# Action item:
Read through the data, and wherever a line holds the word "tracing", write that line out.

(Data for the task begins)

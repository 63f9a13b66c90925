use axum::{
    extract::{rejection::JsonRejection, Path, State},
    http::StatusCode,
    routing::{delete, get, post, put},
    Json, Router,
};
use tracing::{info, instrument};

use super::{
    dto::{CreateReviewRequest, CreatedReviewResponse, OutcomeResponse, UpdateReviewRequest},
    repo,
    repo_types::ReviewSummary,
};
use crate::{errors::ApiError, state::AppState};

pub fn review_routes() -> Router<AppState> {
    Router::new()
        .route("/reviews", get(list_reviews))
        .route("/reviews/nueva", post(create_review))
        .route("/reviews/actualizar/:id", put(update_review))
        .route("/reviews/borrar/:id", delete(delete_review))
}

#[instrument(skip(state))]
pub async fn list_reviews(
    State(state): State<AppState>,
) -> Result<Json<Vec<ReviewSummary>>, ApiError> {
    let reviews = repo::list(state.store.as_ref()).await?;
    Ok(Json(reviews))
}

#[instrument(skip(state, payload))]
pub async fn create_review(
    State(state): State<AppState>,
    payload: Result<Json<CreateReviewRequest>, JsonRejection>,
) -> Result<(StatusCode, Json<CreatedReviewResponse>), ApiError> {
    let Json(payload) = payload?;
    let req = payload.validate()?;
    let id = repo::create(
        state.store.as_ref(),
        &req.user_id,
        &req.movie_id,
        &req.review,
        req.rating,
        req.favorite,
    )
    .await?;

    info!(review_id = %id, user_id = %req.user_id, movie_id = %req.movie_id, "review created");
    Ok((StatusCode::CREATED, Json(CreatedReviewResponse { id })))
}

#[instrument(skip(state, payload))]
pub async fn update_review(
    State(state): State<AppState>,
    Path(id): Path<String>,
    payload: Result<Json<UpdateReviewRequest>, JsonRejection>,
) -> Result<Json<OutcomeResponse>, ApiError> {
    let Json(payload) = payload?;
    let req = payload.validate()?;
    let modified = repo::update(state.store.as_ref(), &id, &req.review, req.rating, req.favorite)
        .await?;

    info!(review_id = %id, modified, "review update");
    Ok(Json(OutcomeResponse::from_count(modified)))
}

#[instrument(skip(state))]
pub async fn delete_review(
    State(state): State<AppState>,
    Path(id): Path<String>,
) -> Result<Json<OutcomeResponse>, ApiError> {
    let deleted = repo::delete(state.store.as_ref(), &id).await?;

    info!(review_id = %id, deleted, "review delete");
    Ok(Json(OutcomeResponse::from_count(deleted)))
}
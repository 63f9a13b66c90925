use serde::{Deserialize, Serialize};
use serde_json::{Map, Value};
use sqlx::{types::Json, FromRow};

use crate::{errors::RepoError, store::ObjectId};

/// Keys owned by the typed fields of [`User`]; never taken from `extra`.
const RESERVED_FIELDS: [&str; 3] = ["_id", "username", "password"];

/// User document. Fields beyond the credentials are kept as-is in `extra`.
#[derive(Debug, Clone, PartialEq, Serialize, Deserialize)]
pub struct User {
    #[serde(rename = "_id")]
    pub id: ObjectId,
    pub username: String,
    #[serde(skip_serializing)]
    pub password: String, // plaintext or PHC string, never exposed in JSON
    #[serde(flatten)]
    pub extra: Map<String, Value>,
}

impl User {
    /// Builds a user, dropping any opaque field that would shadow `_id`,
    /// `username` or `password` on the wire.
    pub fn new(
        id: ObjectId,
        username: String,
        password: String,
        mut extra: Map<String, Value>,
    ) -> Self {
        for key in RESERVED_FIELDS {
            extra.remove(key);
        }
        Self {
            id,
            username,
            password,
            extra,
        }
    }
}

/// Row of the `users` table.
#[derive(Debug, FromRow)]
pub struct UserRow {
    pub id: String,
    pub username: String,
    pub password: String,
    pub profile: Json<Map<String, Value>>,
}

impl TryFrom<UserRow> for User {
    type Error = RepoError;

    fn try_from(r: UserRow) -> Result<Self, Self::Error> {
        let id = r.id.parse().map_err(RepoError::store)?;
        Ok(Self::new(id, r.username, r.password, r.profile.0))
    }
}
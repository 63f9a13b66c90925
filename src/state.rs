use std::sync::Arc;

use crate::{
    catalog::CatalogClient,
    config::AppConfig,
    sessions::{MemorySessionStore, SessionStore},
    store::{postgres::PgConnector, ConnectionProvider},
};

#[derive(Clone)]
pub struct AppState {
    pub store: Arc<dyn ConnectionProvider>,
    pub sessions: Arc<dyn SessionStore>,
    pub catalog: Arc<CatalogClient>,
    pub config: Arc<AppConfig>,
}

impl AppState {
    pub async fn init() -> anyhow::Result<Self> {
        let config = Arc::new(AppConfig::from_env()?);

        let connector = PgConnector::new(&config.database_url);
        if let Err(e) = connector.migrate().await {
            tracing::warn!(error = ?e, "migrations failed; continuing");
        }

        let catalog = Arc::new(CatalogClient::new(&config.catalog)?);

        Ok(Self::from_parts(
            Arc::new(connector),
            Arc::new(MemorySessionStore::new()),
            catalog,
            config,
        ))
    }

    pub fn from_parts(
        store: Arc<dyn ConnectionProvider>,
        sessions: Arc<dyn SessionStore>,
        catalog: Arc<CatalogClient>,
        config: Arc<AppConfig>,
    ) -> Self {
        Self {
            store,
            sessions,
            catalog,
            config,
        }
    }

    #[cfg(test)]
    pub fn fake(store: crate::store::memory::MemoryConnector) -> Self {
        use crate::config::CatalogConfig;

        let config = Arc::new(AppConfig {
            database_url: "memory://".into(),
            password_scheme: Default::default(),
            catalog: CatalogConfig {
                api_key: "test".into(),
                base_url: "http://127.0.0.1:9/3".into(),
                language: "en-US".into(),
            },
        });
        let catalog = Arc::new(CatalogClient::new(&config.catalog).expect("catalog client"));

        Self::from_parts(
            Arc::new(store),
            Arc::new(MemorySessionStore::new()),
            catalog,
            config,
        )
    }
}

(Data for the task ends)

# Answer:
use tracing::{info, instrument};
            tracing::warn!(error = ?e, "migrations failed; continuing");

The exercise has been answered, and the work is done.